College of Geosciences Mourns Oilman, Philanthropist and Distinguished Alumnus Dudley J. Hughes '51

Apr 22, 2015

Softly call the muster...

Dudley J. Hughes ’51, legendary oilman, author, scientist, soldier, philanthropist and loyal Texas A&M alumnus, passed away April 21, the day of Muster, where Aggies gather the world over to remember those who have gone before.

Aggie Muster is a time-honored celebration of those who have served and set the stage for Texas A&M's University current and future success.

“Knowing Dudley’s love for Texas A&M,” said Carlos Dengo, director of the Berg-Hughes Center and long-time friend, “I am sure he would have appreciated the coincidence.

His life and contributions certainly exemplify that description of service and success.”  

Dudley Hughes, along with his twin brother, Dan, came to Texas A&M from their hometown in Palestine, Texas. They both majored in geology and, after graduation, they both joined the Union Producing Co. before being called for active duty to serve during the Korean War.  

After the war, Dudley rejoined Union Producing before founding Hughes & Hughes with his brother. Over his 40-year career Hughes was a highly accomplished independent oil producer and philanthropist, owning and operating more than 10 different oil and gas companies. He was a member of the All American Wildcatters, an elite group of 100 members, and recipient of the American Association of Petroleum Geologists’ Outstanding Explorer Award. He also received lifetime achievement awards from several state and national organizations, including Philanthropist of the Year from the state of Mississippi.  

In addition to dozens of technical papers related to the oil and gas industry, Hughes is author of Korean War Experience, The Wall of Fire: A Diary of the Third Korean Winter Campaign (2003), and Oil in the Deep South: A History of the Oil Business in Mississippi, Alabama, and Florida, 1859–1945, published in 1993.

At Texas A&M, Hughes was awarded the Sterling C. Evans Medal, the Texas A&M Foundation’s highest honor. He was named a Distinguished Alumnus by the Texas A&M Association of Former Students in 2010.

Hughes and his wife, Robbie, created the Dudley J. Hughes ’51 Chair in Geology and Geophysics, and he contributed to the Robert R. Berg Professorship in Geology and the William R. Bryant Oceanography Chair for Teaching, Research and Mentoring Excellence. He was a lead contributor in the endowment of the Berg-Hughes Center for Petroleum and Sedimentary Systems. 

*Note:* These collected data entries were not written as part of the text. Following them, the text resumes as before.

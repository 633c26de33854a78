#![deny(clippy::all)] // Enforce clippy lints
#![warn(clippy::pedantic)]
#![allow(clippy::module_name_repetitions)] // Often a matter of taste
#![allow(clippy::missing_errors_doc)] // error flags are documented on the flag types
#![allow(clippy::cast_possible_truncation)] // cell indices come from floored f64 values
#![allow(clippy::cast_precision_loss)]
#![allow(clippy::cast_sign_loss)]
#![allow(clippy::must_use_candidate)]
#![allow(clippy::unreadable_literal)] // reference GeoIDs and UTM coordinates
#![allow(clippy::similar_names)] // easting/northing, x_seg/y_seg
#![allow(clippy::wildcard_imports)]

//! `geobin` bins points on the Earth into square or hexagonal cells laid out
//! on the UTM grid, and names each cell with a fixed-width 40 character key,
//! the GeoID.
//!
//! - [`geoid_from_lon_lat`] finds the bin of a point.
//! - [`cell_geometry`] rebuilds a bin's center and outline from its GeoID.
//! - [`point_inside_geoloop`] and [`geoid_in_region`] test region membership.
//! - [`RegionScanner`] / [`bins_in_region`] enumerate every bin touching a region,
//!   including regions that cross UTM zones or the equator.
//! - [`MifSink`] and, with the `geojson` feature, `GeoJsonSink` write scanned
//!   bins out as MapInfo and GeoJSON files.
//!
//! Coordinate transforms go through the [`Projection`] trait; [`UtmProjection`]
//! is the stock implementation on top of the `geodesy` crate.

// Declare modules
pub mod bbox;
pub mod constants;
pub mod error;
pub mod geoid;
pub mod indexing;
pub mod latlng;
pub mod polygon;
pub mod projection;
pub mod regions;
pub mod types;

// Re-export key public types and functions for easier use
pub use constants::{GEOID_LEN, MAX_BIN_BNDRY_VERTS, MAX_BIN_SIZE_M, MIN_BIN_SIZE_M};
pub use error::{DecodeErrors, EncodeErrors, GeoBinError, ProjectionError, RingErrors, ScanErrors};
pub use geoid::{decode, encode, GeoId, GeoIdParts};
pub use indexing::{
  cell_geometry, geoid_from_lon_lat, geoid_from_point, geoid_from_projected, BinnedPoint, CellGeometry,
};
pub use latlng::{great_circle_distance_km, great_circle_distance_m};
pub use polygon::{geoid_in_region, point_inside_geoloop, point_inside_projected_ring};
pub use projection::{Projection, UtmProjection};
pub use regions::{bins_in_region, write_region_outline, CellRecord, CellSink, MifLayer, MifSink, RegionScanner, SlicePlan};
#[cfg(feature = "geojson")]
pub use regions::{bin_feature, write_bins_in_region, FeatureStyle, GeoJsonSink, PropertyBag, PropertyValue};
pub use types::{BBox, BinSpec, BinType, Cell, CellBoundary, GeoLoop, LonLat, PlanePoint, UtmCoord};
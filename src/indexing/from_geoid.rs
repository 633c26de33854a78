// src/indexing/from_geoid.rs

use crate::error::GeoBinError;
use crate::geoid::{decode, GeoIdParts};
use crate::projection::Projection;
use crate::types::{CellBoundary, LonLat, UtmCoord};

use super::{boundary_from_center, center_of};

/// Center and outline of the bin named by a GeoID.
#[derive(Debug, Clone, PartialEq)]
pub struct CellGeometry {
  /// Decoded key fields.
  pub parts: GeoIdParts,
  /// Bin center.
  pub center: LonLat,
  /// Bin outline, 4 or 6 vertices.
  pub boundary: CellBoundary,
}

/// Decodes a GeoID and rebuilds the center and boundary of its bin.
///
/// # Returns
/// The geometry, or [`GeoBinError::Decode`] with every malformed field.
pub fn cell_geometry<P: Projection>(proj: &P, geoid: &str) -> Result<CellGeometry, GeoBinError> {
  let parts = decode(geoid)?;
  let center = center_of(parts.bin, parts.cell);
  let center_geo = proj.inverse(&UtmCoord {
    easting: center.easting,
    northing: center.northing,
    zone: parts.zone,
    band: parts.band,
  })?;
  let boundary = boundary_from_center(proj, parts.bin, center, parts.zone, parts.band)?;
  Ok(CellGeometry {
    parts,
    center: center_geo,
    boundary,
  })
}

#[cfg(test)]
mod tests {
  use super::*;
  use crate::indexing::geoid_from_lon_lat;
  use crate::projection::UtmProjection;

  #[test]
  fn test_cell_geometry_invalid_input() {
    let proj = UtmProjection::new().unwrap();
    let err = cell_geometry(&proj, "0000").unwrap_err();
    assert_eq!(err.code(), Some(-1));
  }

  #[test]
  fn test_cell_geometry_matches_encoding() {
    let proj = UtmProjection::new().unwrap();
    for bin_type in [0, 1] {
      let bin = geoid_from_lon_lat(&proj, 7.5, 51.2, 100, bin_type, None).unwrap();
      let geometry = cell_geometry(&proj, bin.geoid.as_str()).unwrap();
      assert_eq!(geometry.parts, bin.parts);
      assert!((geometry.center.lon - bin.center.lon).abs() < 1e-12);
      assert!((geometry.center.lat - bin.center.lat).abs() < 1e-12);
      assert_eq!(geometry.boundary.num_verts, if bin_type == 0 { 4 } else { 6 });
    }
  }
}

“Dudley Hughes has left an indelible mark on our college,” said Kate Miller, dean of the College of Geosciences. “His vision has guided us, his support has helped educate hundreds of young geoscientists, and his life has served as an example of what hard work, loyalty and a love for geosciences can accomplish. He will be missed but always remembered.”

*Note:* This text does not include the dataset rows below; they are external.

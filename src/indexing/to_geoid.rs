// src/indexing/to_geoid.rs

use crate::error::{EncodeErrors, GeoBinError};
use crate::geoid::{encode, GeoId, GeoIdParts};
use crate::latlng::{is_utm_lat, is_valid_lon};
use crate::projection::Projection;
use crate::types::{BinSpec, BinType, LonLat, PlanePoint, UtmCoord};

use super::cell_from_projected;

/// A point resolved to the bin that contains it.
#[derive(Debug, Clone, PartialEq)]
pub struct BinnedPoint {
  /// Key of the bin.
  pub geoid: GeoId,
  /// Decoded fields of `geoid`.
  pub parts: GeoIdParts,
  /// Bin center in lon/lat.
  pub center: LonLat,
}

impl BinnedPoint {
  /// Zone the GeoID was computed in.
  #[must_use]
  pub fn zone(&self) -> u8 {
    self.parts.zone
  }
}

/// GeoID of the bin containing `(lon, lat)`.
///
/// All raw inputs are validated together; a failure reports every invalid
/// input as [`GeoBinError::Encode`]. `zone` forces the projection zone; a value
/// outside 1-60 is ignored and the point's own zone is used.
///
/// # Example
/// ```no_run
/// use geobin::{geoid_from_lon_lat, UtmProjection};
///
/// let proj = UtmProjection::new().unwrap();
/// let bin = geoid_from_lon_lat(&proj, -122.51593, 37.752214, 100, 1, None).unwrap();
/// assert_eq!(bin.zone(), 10);
/// ```
pub fn geoid_from_lon_lat<P: Projection>(
  proj: &P,
  lon: f64,
  lat: f64,
  bin_size_m: u32,
  bin_type: u8,
  zone: Option<u8>,
) -> Result<BinnedPoint, GeoBinError> {
  let mut errors = EncodeErrors::empty();
  if !is_valid_lon(lon) {
    errors |= EncodeErrors::LONGITUDE;
  }
  if !is_utm_lat(lat) {
    errors |= EncodeErrors::LATITUDE;
  }
  let spec = BinSpec::new(bin_size_m, bin_type).map_err(|e| errors | e);
  match spec {
    Ok(spec) if errors.is_empty() => geoid_from_point(proj, LonLat::new(lon, lat), spec, zone),
    Ok(_) => Err(errors.into()),
    Err(errors) => Err(errors.into()),
  }
}

/// GeoID of the bin containing `geo`, for an already validated bin spec.
pub fn geoid_from_point<P: Projection>(
  proj: &P,
  geo: LonLat,
  spec: BinSpec,
  zone: Option<u8>,
) -> Result<BinnedPoint, GeoBinError> {
  let utm = proj.forward(geo, zone)?;
  geoid_from_projected(proj, &utm, spec)
}

/// GeoID of the bin containing a point already projected into `utm.zone`.
///
/// A hexagon that resolves to column 0 straddles the western edge of the zone
/// frame. Such points are nudged half a bin west, re-projected into their own
/// zone and indexed there, so both sides of a zone seam agree on the key.
pub fn geoid_from_projected<P: Projection>(
  proj: &P,
  utm: &UtmCoord,
  spec: BinSpec,
) -> Result<BinnedPoint, GeoBinError> {
  let mut frame = *utm;
  let (mut cell, mut center) = cell_from_projected(spec, PlanePoint::new(frame.easting, frame.northing));

  if spec.bin_type() == BinType::Hexagon && cell.x == 0 {
    let nudged = UtmCoord {
      easting: frame.easting - spec.size() / 2.0,
      ..frame
    };
    let geo = proj.inverse(&nudged)?;
    frame = proj.forward(geo, None)?;
    log::trace!(
      "hexagon column 0 in zone {}, re-indexing in zone {}",
      utm.zone,
      frame.zone
    );
    (cell, center) = cell_from_projected(spec, PlanePoint::new(frame.easting, frame.northing));
  }

  let center = proj.inverse(&UtmCoord {
    easting: center.easting,
    northing: center.northing,
    ..frame
  })?;
  let parts = GeoIdParts {
    bin: spec,
    zone: frame.zone,
    band: frame.band,
    cell,
  };
  let geoid = encode(&parts)?;
  Ok(BinnedPoint { geoid, parts, center })
}
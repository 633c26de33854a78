// src/latlng.rs

use crate::constants::{EARTH_RADIUS_KM, MAX_UTM_LAT, MIN_UTM_LAT};
use crate::types::LonLat;

/// Whether a longitude is inside [-180, 180].
#[inline]
#[must_use]
pub fn is_valid_lon(lon: f64) -> bool {
  (-180.0..=180.0).contains(&lon)
}

/// Whether a latitude is inside [-90, 90].
#[inline]
#[must_use]
pub fn is_valid_lat(lat: f64) -> bool {
  (-90.0..=90.0).contains(&lat)
}

/// Whether a latitude is inside the banded UTM range [-80, 84].
#[inline]
#[must_use]
pub fn is_utm_lat(lat: f64) -> bool {
  (MIN_UTM_LAT..=MAX_UTM_LAT).contains(&lat)
}

/// Haversine distance between two points in kilometers.
#[must_use]
pub fn great_circle_distance_km(a: &LonLat, b: &LonLat) -> f64 {
  let d_lat = (b.lat - a.lat).to_radians();
  let d_lon = (b.lon - a.lon).to_radians();
  let h = (d_lat / 2.0).sin().powi(2) + a.lat.to_radians().cos() * b.lat.to_radians().cos() * (d_lon / 2.0).sin().powi(2);
  2.0 * h.sqrt().atan2((1.0 - h).sqrt()) * EARTH_RADIUS_KM
}

/// Haversine distance between two points in meters.
#[must_use]
pub fn great_circle_distance_m(a: &LonLat, b: &LonLat) -> f64 {
  great_circle_distance_km(a, b) * 1000.0
}

#[cfg(test)]
mod tests {
  use super::*;

  #[test]
  fn test_great_circle_distance() {
    let a = LonLat::new(0.0, 0.0);
    let b = LonLat::new(1.0, 0.0);
    // one degree on the equator of a 6371 km sphere
    let expected = 6371.0 * 1.0_f64.to_radians();
    assert!((great_circle_distance_km(&a, &b) - expected).abs() < 1e-9);
    assert!((great_circle_distance_m(&a, &b) - expected * 1000.0).abs() < 1e-6);
    assert_eq!(great_circle_distance_m(&a, &a), 0.0);
  }

  #[test]
  fn test_ranges() {
    assert!(is_valid_lon(-180.0) && is_valid_lon(180.0));
    assert!(!is_valid_lon(180.0001));
    assert!(is_valid_lat(90.0) && !is_valid_lat(-90.5));
    assert!(is_utm_lat(84.0) && !is_utm_lat(84.5) && !is_utm_lat(-80.01));
  }
}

Hughes is survived by his wife, Robbie Watson Hughes, daughters and sons-in-law, Vikki Hughes Johnson (Price) and Cindy Hughes Meehl (Brian), five grandchildren and two great-grandchildren. Surviving Hughes family members his twin sisters, Beverly June Hughes Ainsworth and Barbara Jane Hughes Christian, brother Dan A. Hughes ’51, and nephew Dan A. Hughes Jr. ’80, also founding members of the Berg-Hughes Center.